Filter and Group Data:
- (tbl.query('Category = "Mortgage").groupby('Year').Amount.sum()): Filters the 'loans_raw' table to include only rows where the 'Category' is "Mortgage". It then groups the filtered data by the 'Year' column and calculates the sum of the 'Amount' column for each year. The results are stored in the variable df.
Display the Results:
- display(df): Presents the total amount of new mortgage loans grouped by year, providing a clear overview of the aggregated data.
Plot Summarized Results Using Pandas:
- df.plot(kind='line', figsize=(10, 6), title='Total Amount of New Mortgage Loans by Year'): Plots a line chart using Pandas, visualizing the trend in the total amount of new mortgage loans over the years. The chart is set to display with a specified figure size and title.

7- Preparing data

## Subset the data by adding the where parameter to the CASTable object
tbl.where = 'Category = "Car Loan" and LoanStatus ne "Fully Paid"'

## Create the calculated columns by adding the computedVarsProgram parameter to the CASTable object
calcAccOpenDate = 'AccOpenDate = mdy(Month, Day, Year);'
calcLoanLengthMonths = 'LoanLengthMonths = LoanLength * 12;'
tbl.computedVarsProgram = calcAccOpenDate + calcLoanLengthMonths

## Specify the columns to include by adding the vars parameter to the CASTable object
tbl.vars = ['ID', 'AccNumber', 'Amount', 'AccOpenDate', 'LoanLengthMonths','LoanStatus', 'Category']

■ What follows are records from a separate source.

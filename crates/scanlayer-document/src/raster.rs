// SPDX-License-Identifier: PMPL-1.0-or-later
// Copyright (c) 2026 Jonathan D.A. Jewell (hyperpolymath) <jonathan.jewell@open.ac.uk>
//
// Raster probing — pixel dimensions of a rasterized page, read from the image
// header only.  The pixel data is never decoded.

use std::path::Path;

use scanlayer_core::error::ScanlayerError;
use tracing::debug;

/// Width and height in pixels of the image at `path`.
///
/// Fails if the header cannot be read or either dimension is zero.
pub fn image_dimensions(path: &Path) -> Result<(u32, u32), ScanlayerError> {
    let (width, height) = image::image_dimensions(path).map_err(|err| {
        ScanlayerError::ImageError(format!(
            "cannot read dimensions of {}: {}",
            path.display(),
            err
        ))
    })?;

    if width == 0 || height == 0 {
        return Err(ScanlayerError::ImageError(format!(
            "{} has non-positive dimensions {}x{}",
            path.display(),
            width,
            height
        )));
    }

    debug!(width, height, path = %path.display(), "raster dimensions probed");
    Ok((width, height))
}
// SPDX-License-Identifier: PMPL-1.0-or-later
// Copyright (c) 2026 Jonathan D.A. Jewell (hyperpolymath) <jonathan.jewell@open.ac.uk>
//
// Service layer for the command line: resolves configuration once, owns the
// job manager, and turns a parsed `ocr` invocation into a job.

use std::path::{Path, PathBuf};
use std::sync::Arc;

use scanlayer_core::OcrConfig;
use scanlayer_core::error::{Result, ScanlayerError};
use scanlayer_core::types::{JobOutcome, JobOutput, LogLevel, PageRequest, StartJob};
use scanlayer_document::SourceDocument;
use scanlayer_ocr::pages::{all_pages, parse_page_selection};
use scanlayer_ocr::{CommandRunner, JobEvent, JobManager, JobRegistry, PipelineDriver, SystemRunner, ToolRole};
use serde_json::json;
use tracing::{debug, error, info, warn};

use crate::cli::OcrArgs;

/// Environment variable naming the JSON configuration file.
pub const CONFIG_ENV: &str = "SCANLAYER_CONFIG";

pub struct AppServices {
    config: Arc<OcrConfig>,
    runner: Arc<SystemRunner>,
    manager: JobManager,
}

/// Result of probing one external tool.
#[derive(Debug, Clone)]
pub struct ToolStatus {
    pub role: ToolRole,
    pub program: PathBuf,
    pub available: bool,
}

impl AppServices {
    /// Resolve configuration and start the job manager.  Call once, inside
    /// the runtime.
    pub fn init() -> Result<Self> {
        let config_path = std::env::var_os(CONFIG_ENV).map(PathBuf::from);
        let config = Arc::new(OcrConfig::load(config_path.as_deref())?);
        debug!(?config, "configuration resolved");

        let runner = Arc::new(SystemRunner);
        let driver = PipelineDriver::new(runner.clone(), Arc::clone(&config));
        let manager = JobManager::new(driver, JobRegistry::new());
        info!("services initialised");
        Ok(Self {
            config,
            runner,
            manager,
        })
    }

    /// Probe every configured external tool.
    pub async fn doctor(&self) -> Vec<ToolStatus> {
        let tools = &self.config.tools;
        let roles = [
            (ToolRole::Rasterizer, &tools.rasterizer),
            (ToolRole::Recognizer, &tools.recognizer),
            (ToolRole::Merger, &tools.merger),
            (ToolRole::Inspector, &tools.inspector),
        ];
        let mut statuses = Vec::with_capacity(roles.len());
        for (role, program) in roles {
            let available = self.runner.probe(role, program).await;
            statuses.push(ToolStatus {
                role,
                program: program.clone(),
                available,
            });
        }
        statuses
    }

    /// Run one OCR job to completion, writing the searchable document to the
    /// requested output.  Returns `None` if the user interrupted the job.
    pub async fn run_ocr(&self, args: &OcrArgs) -> Result<Option<JobOutcome>> {
        let document_bytes = tokio::fs::read(&args.input).await?;
        let page_count = SourceDocument::from_bytes(&document_bytes)?.page_count() as u32;
        let pages = requested_pages(args, page_count, &self.config.default_languages)?;
        info!(input = %args.input.display(), page_count, requested = pages.len(), "submitting job");

        let request = StartJob {
            document_bytes,
            pages,
            working_copy_path: args.working_copy.clone(),
            render_dpi: args.dpi,
        };
        let (job_id, mut events) = self.manager.start_with_events(request);

        let outcome = loop {
            tokio::select! {
                event = events.recv() => match event {
                    Some(JobEvent::Complete { outcome, .. }) => break outcome,
                    Some(event) => report(&event, args.json),
                    None => {
                        return Err(ScanlayerError::ContextCrashed(
                            "event stream closed before completion".into(),
                        ));
                    }
                },
                _ = tokio::signal::ctrl_c() => {
                    warn!(%job_id, "interrupted, cancelling job");
                    self.manager.cancel(job_id);
                    return Ok(None);
                }
            }
        };

        if let Some(output) = &outcome.output {
            let target = args.output_path();
            write_output(output, &target).await?;
            info!(output = %target.display(), "searchable document written");
        }
        report_outcome(&outcome, args);
        Ok(Some(outcome))
    }
}

/// Page requests for the invocation: the `--pages` selection or every page,
/// each with the `--lang` languages (empty means the configured default).
pub fn requested_pages(args: &OcrArgs, page_count: u32, defaults: &[String]) -> Result<Vec<PageRequest>> {
    let languages = if args.languages.is_empty() {
        defaults.to_vec()
    } else {
        args.languages.clone()
    };
    match &args.pages {
        Some(expr) => {
            let selected = parse_page_selection(expr, page_count)?;
            if selected.is_empty() {
                return Err(ScanlayerError::Config(format!(
                    "page selection {expr:?} matches none of {page_count} pages"
                )));
            }
            Ok(selected
                .into_iter()
                .map(|page_number| PageRequest {
                    page_number,
                    languages: languages.clone(),
                })
                .collect())
        }
        None => Ok(all_pages(page_count, &languages)),
    }
}

async fn write_output(output: &JobOutput, target: &Path) -> Result<()> {
    match output {
        JobOutput::Bytes(bytes) => tokio::fs::write(target, bytes).await?,
        JobOutput::Path(retained) => {
            tokio::fs::copy(retained, target).await?;
            if let Err(err) = tokio::fs::remove_file(retained).await {
                warn!(path = %retained.display(), %err, "could not remove retained result");
            }
            if let Some(job_dir) = retained.parent() {
                let _ = tokio::fs::remove_dir(job_dir).await;
            }
        }
    }
    Ok(())
}

fn report(event: &JobEvent, json: bool) {
    if json {
        match serde_json::to_string(event) {
            Ok(line) => println!("{line}"),
            Err(err) => warn!(%err, "event not serialisable"),
        }
        return;
    }
    match event {
        JobEvent::Progress {
            current_page,
            processed_count,
            total_pages,
            ..
        } => info!(current_page, "{processed_count}/{total_pages} pages"),
        JobEvent::Log { level, message, .. } => match level {
            LogLevel::Debug => debug!("{message}"),
            LogLevel::Info => info!("{message}"),
            LogLevel::Warn => warn!("{message}"),
            LogLevel::Error => error!("{message}"),
        },
        JobEvent::Complete { .. } => {}
    }
}

fn report_outcome(outcome: &JobOutcome, args: &OcrArgs) {
    if args.json {
        let summary = json!({
            "type": "complete",
            "success": outcome.success,
            "output": outcome.output.as_ref().map(|_| args.output_path()),
            "errors": outcome.errors,
            "error": outcome.error,
        });
        println!("{summary}");
        return;
    }
    for page_error in &outcome.errors {
        warn!("{page_error}");
    }
    if let Some(err) = &outcome.error {
        error!("job failed: {err}");
    }
}
// SPDX-License-Identifier: PMPL-1.0-or-later
// Copyright (c) 2026 Jonathan D.A. Jewell (hyperpolymath) <jonathan.jewell@open.ac.uk>
//
// Test doubles: a scripted `CommandRunner` that imitates pdftoppm, tesseract,
// qpdf and pdfimages closely enough for the pipeline to run end to end.

use std::collections::HashSet;
use std::path::{Path, PathBuf};
use std::sync::{Arc, Mutex};
use std::time::Duration;

use async_trait::async_trait;
use image::{GrayImage, Luma};
use scanlayer_core::error::{Result, ScanlayerError};
use scanlayer_document::{OverlayBuilder, PageBox};

use crate::command::{CommandOutput, CommandRunner, ToolInvocation, ToolRole};

#[derive(Clone, Default)]
enum InspectorScript {
    #[default]
    Empty,
    Listing(String),
    Fails,
}

/// Imitates the external tools by writing the files they would produce.
#[derive(Clone)]
pub(crate) struct ScriptedRunner {
    inspector: InspectorScript,
    failing_raster_pages: HashSet<u32>,
    failing_recognition_pages: HashSet<u32>,
    merge_exit: i32,
    raster_size: (u32, u32),
    recognition_delay: Option<Duration>,
    calls: Arc<Mutex<Vec<ToolInvocation>>>,
}

impl Default for ScriptedRunner {
    fn default() -> Self {
        Self {
            inspector: InspectorScript::Empty,
            failing_raster_pages: HashSet::new(),
            failing_recognition_pages: HashSet::new(),
            merge_exit: 0,
            raster_size: (100, 140),
            recognition_delay: None,
            calls: Arc::new(Mutex::new(Vec::new())),
        }
    }
}

impl ScriptedRunner {
    pub fn inspector_listing(mut self, listing: &str) -> Self {
        self.inspector = InspectorScript::Listing(listing.to_string());
        self
    }

    pub fn inspector_fails(mut self) -> Self {
        self.inspector = InspectorScript::Fails;
        self
    }

    pub fn fail_raster(mut self, page: u32) -> Self {
        self.failing_raster_pages.insert(page);
        self
    }

    pub fn fail_recognition(mut self, page: u32) -> Self {
        self.failing_recognition_pages.insert(page);
        self
    }

    pub fn merge_exit(mut self, code: i32) -> Self {
        self.merge_exit = code;
        self
    }

    pub fn raster_size(mut self, width: u32, height: u32) -> Self {
        self.raster_size = (width, height);
        self
    }

    pub fn slow_recognition(mut self, delay: Duration) -> Self {
        self.recognition_delay = Some(delay);
        self
    }

    /// Every invocation seen so far.
    pub fn calls(&self) -> Vec<ToolInvocation> {
        self.calls.lock().expect("calls lock poisoned").clone()
    }

    pub fn calls_for(&self, role: ToolRole) -> Vec<ToolInvocation> {
        self.calls().into_iter().filter(|c| c.role == role).collect()
    }

    fn rasterize(&self, inv: &ToolInvocation) -> Result<CommandOutput> {
        let page: u32 = arg_text(inv.arg_after("-f")).parse().unwrap_or(0);
        if self.failing_raster_pages.contains(&page) {
            return Ok(CommandOutput::exited(99, format!("Syntax Error: cannot render page {page}")));
        }
        let base = PathBuf::from(inv.args.last().expect("output base"));
        let (w, h) = self.raster_size;
        GrayImage::from_pixel(w, h, Luma([255u8]))
            .save(with_extension(&base, "png"))
            .map_err(|e| ScanlayerError::ImageError(e.to_string()))?;
        Ok(CommandOutput::success())
    }

    async fn recognize(&self, inv: &ToolInvocation) -> Result<CommandOutput> {
        if let Some(delay) = self.recognition_delay {
            tokio::time::sleep(delay).await;
        }
        let image = PathBuf::from(&inv.args[0]);
        let page = page_from_image_name(&image);
        if self.failing_recognition_pages.contains(&page) {
            return Ok(CommandOutput::exited(1, "Error during processing."));
        }
        let out_base = PathBuf::from(&inv.args[1]);
        std::fs::write(with_extension(&out_base, "tsv"), sample_tsv(page))?;

        let mut fragment = OverlayBuilder::new();
        fragment.push_placeholder(PageBox::LETTER);
        fragment.save(&with_extension(&out_base, "pdf"))?;
        Ok(CommandOutput::success())
    }

    fn merge(&self, inv: &ToolInvocation) -> Result<CommandOutput> {
        let source = PathBuf::from(&inv.args[0]);
        let output = PathBuf::from(inv.args.last().expect("output path"));
        std::fs::copy(source, output)?;
        Ok(CommandOutput::exited(self.merge_exit, "WARNING: recovered"))
    }

    fn inspect(&self) -> Result<CommandOutput> {
        match &self.inspector {
            InspectorScript::Empty => Ok(CommandOutput::success()),
            InspectorScript::Listing(listing) => Ok(CommandOutput {
                code: Some(0),
                stdout: listing.clone(),
                stderr: String::new(),
            }),
            InspectorScript::Fails => Err(ScanlayerError::ToolSpawn {
                tool: "pdfimages".into(),
                source: std::io::Error::from(std::io::ErrorKind::NotFound),
            }),
        }
    }
}

#[async_trait]
impl CommandRunner for ScriptedRunner {
    async fn run(&self, invocation: &ToolInvocation) -> Result<CommandOutput> {
        self.calls
            .lock()
            .expect("calls lock poisoned")
            .push(invocation.clone());
        match invocation.role {
            ToolRole::Rasterizer => self.rasterize(invocation),
            ToolRole::Recognizer => self.recognize(invocation).await,
            ToolRole::Merger => self.merge(invocation),
            ToolRole::Inspector => self.inspect(),
        }
    }
}

/// Word report for `page`: "Page <n>" on line one, "scanned" on line two,
/// plus a low-confidence row that must be dropped.
pub(crate) fn sample_tsv(page: u32) -> String {
    format!(
        "level\tpage_num\tblock_num\tpar_num\tline_num\tword_num\tleft\ttop\twidth\theight\tconf\ttext\n\
         1\t1\t0\t0\t0\t0\t0\t0\t100\t140\t-1\t\n\
         4\t1\t1\t1\t1\t0\t10\t10\t45\t12\t-1\t\n\
         5\t1\t1\t1\t1\t1\t10\t10\t30\t12\t96.5\tPage\n\
         5\t1\t1\t1\t1\t2\t45\t10\t10\t12\t95.1\t{page}\n\
         5\t1\t1\t1\t2\t1\t10\t30\t40\t12\t91.0\tscanned\n\
         5\t1\t1\t1\t2\t2\t55\t30\t5\t12\t-1\t~\n"
    )
}

/// A minimal `pages`-page PDF, every page US Letter.
pub(crate) fn blank_pdf(pages: usize) -> Vec<u8> {
    let mut builder = OverlayBuilder::new();
    for _ in 0..pages {
        builder.push_placeholder(PageBox::LETTER);
    }
    builder.to_bytes().expect("serialise blank pdf")
}

fn arg_text(arg: Option<&Path>) -> String {
    arg.map(|p| p.to_string_lossy().into_owned()).unwrap_or_default()
}

fn with_extension(base: &Path, ext: &str) -> PathBuf {
    let mut name = base.as_os_str().to_owned();
    name.push(".");
    name.push(ext);
    PathBuf::from(name)
}

/// `p0002_r300.png` → 2
fn page_from_image_name(image: &Path) -> u32 {
    image
        .file_stem()
        .and_then(|s| s.to_str())
        .and_then(|s| s.strip_prefix('p'))
        .and_then(|s| s.split('_').next())
        .and_then(|s| s.parse().ok())
        .unwrap_or(0)
}
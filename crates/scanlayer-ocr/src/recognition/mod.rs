// SPDX-License-Identifier: PMPL-1.0-or-later
// Copyright (c) 2026 Jonathan D.A. Jewell (hyperpolymath) <jonathan.jewell@open.ac.uk>
//
// Per-page recognition: rasterize one page, run the recognition engine on the
// image, parse its word report.

pub mod tsv;

use std::path::{Path, PathBuf};
use std::sync::Arc;

use scanlayer_core::error::{Result, ScanlayerError};
use scanlayer_core::types::{PageRecognition, PageRequest};
use scanlayer_core::OcrConfig;
use scanlayer_document::image_dimensions;
use tracing::{debug, instrument};

use crate::command::{CommandRunner, ToolInvocation, ToolRole};
use crate::temp::TempRegistry;

pub use tsv::{ParsedReport, parse_tsv};

/// Runs the rasterizer and recognition engine for single pages of one source
/// document.  Cheap to share between workers.
#[derive(Clone)]
pub struct PageRecognizer {
    runner: Arc<dyn CommandRunner>,
    config: Arc<OcrConfig>,
    source: PathBuf,
    dpi: u32,
    threads: usize,
}

impl PageRecognizer {
    pub fn new(
        runner: Arc<dyn CommandRunner>,
        config: Arc<OcrConfig>,
        source: PathBuf,
        dpi: u32,
        threads: usize,
    ) -> Self {
        Self {
            runner,
            config,
            source,
            dpi,
            threads: threads.max(1),
        }
    }

    pub fn dpi(&self) -> u32 {
        self.dpi
    }

    /// Languages for `request`, falling back to the configured default.
    pub fn languages(&self, request: &PageRequest) -> String {
        if request.languages.is_empty() {
            self.config.default_languages.join("+")
        } else {
            request.languages.join("+")
        }
    }

    #[instrument(skip_all, fields(page = request.page_number, dpi = self.dpi))]
    pub async fn recognize(&self, request: &PageRequest, temp: &TempRegistry) -> Result<PageRecognition> {
        let page = request.page_number;
        let image = self.rasterize(page, temp).await?;

        let (image_width, image_height) = image_dimensions(&image)?;

        let ocr_base = temp.root().join(format!("p{page:04}_ocr"));
        let report_path = temp.file(&format!("p{page:04}_ocr.tsv"));
        let fragment_path = temp.file(&format!("p{page:04}_ocr.pdf"));
        let invocation = ToolInvocation::new(ToolRole::Recognizer, &self.config.tools.recognizer)
            .arg(&image)
            .arg(&ocr_base)
            .arg("-l")
            .arg(self.languages(request))
            .args(["-c", "textonly_pdf=1", "pdf", "tsv"])
            .env("OMP_THREAD_LIMIT", self.threads.to_string())
            .timeout(self.config.tool_timeout());
        let tool = invocation.tool_name();
        self.runner.run(&invocation).await?.require_success(&tool, &[])?;

        let report = tokio::fs::read_to_string(&report_path).await.map_err(|err| {
            ScanlayerError::Page {
                page,
                reason: format!("word report unreadable: {err}"),
            }
        })?;
        if !fragment_path.exists() {
            return Err(ScanlayerError::Page {
                page,
                reason: "recognition produced no text fragment".into(),
            });
        }
        let ParsedReport { words, text } = parse_tsv(&report, self.config.min_word_confidence)?;
        debug!(words = words.len(), image_width, image_height, "page recognized");

        Ok(PageRecognition {
            page_number: page,
            words,
            text,
            image_width,
            image_height,
            fragment_path,
        })
    }

    /// Render exactly one page to `p<NNNN>_r<dpi>.png`.
    async fn rasterize(&self, page: u32, temp: &TempRegistry) -> Result<PathBuf> {
        let stem = format!("p{page:04}_r{}", self.dpi);
        let base = temp.root().join(&stem);
        let image = temp.file(&format!("{stem}.png"));
        let page_arg = page.to_string();

        let invocation = ToolInvocation::new(ToolRole::Rasterizer, &self.config.tools.rasterizer)
            .args(["-png", "-r"])
            .arg(self.dpi.to_string())
            .args(["-f", page_arg.as_str(), "-l", page_arg.as_str(), "-singlefile"])
            .arg(&self.source)
            .arg(&base)
            .timeout(self.config.tool_timeout());
        let tool = invocation.tool_name();
        self.runner.run(&invocation).await?.require_success(&tool, &[])?;

        ensure_exists(&image, page, "rasterizer produced no image")?;
        Ok(image)
    }
}

fn ensure_exists(path: &Path, page: u32, reason: &str) -> Result<()> {
    if path.exists() {
        Ok(())
    } else {
        Err(ScanlayerError::Page {
            page,
            reason: reason.to_string(),
        })
    }
}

## Preview the CAS table with the parameters
tbl.head()

Subset the Data Using the WHERE Parameter:
- tbl.where = 'Category = "Car Loan" and LoanStatus ne "Fully Paid"': Modifies the CASTable object (tbl) to subset the data, including only rows where the 'Category' is "Car Loan" and the 'LoanStatus' is not "Fully Paid".
Create Calculated Columns Using ComputedVarsProgram:
- calcAccOpenDate and calcLoanLengthMonths: Define two calculations to create new columns. calcAccOpenDate calculates the 'AccOpenDate' using the 'Month', 'Day', and 'Year' columns, and calcLoanLengthMonths computes 'LoanLengthMonths' as the product of 'LoanLength' and 12.
- tbl.computedVarsProgram = calcAccOpenDate + calcLoanLengthMonths: Modifies the CASTable object to include the specified calculated columns.
Specify Columns to Include Using Vars Parameter:
- tbl.vars = ['ID', 'AccNumber', 'Amount', 'AccOpenDate', 'LoanLengthMonths', 'LoanStatus', 'Category']: Specifies the columns to include in the CASTable object, limiting the output to the specified columns.
Preview the CAS Table:
- tbl.head(): Displays a preview of the modified CASTable, showing the specified columns and the calculated columns based on the defined conditions and computations.

8- Terminate session

conn.terminate()

terminate or close the connection to the SAS Viya server.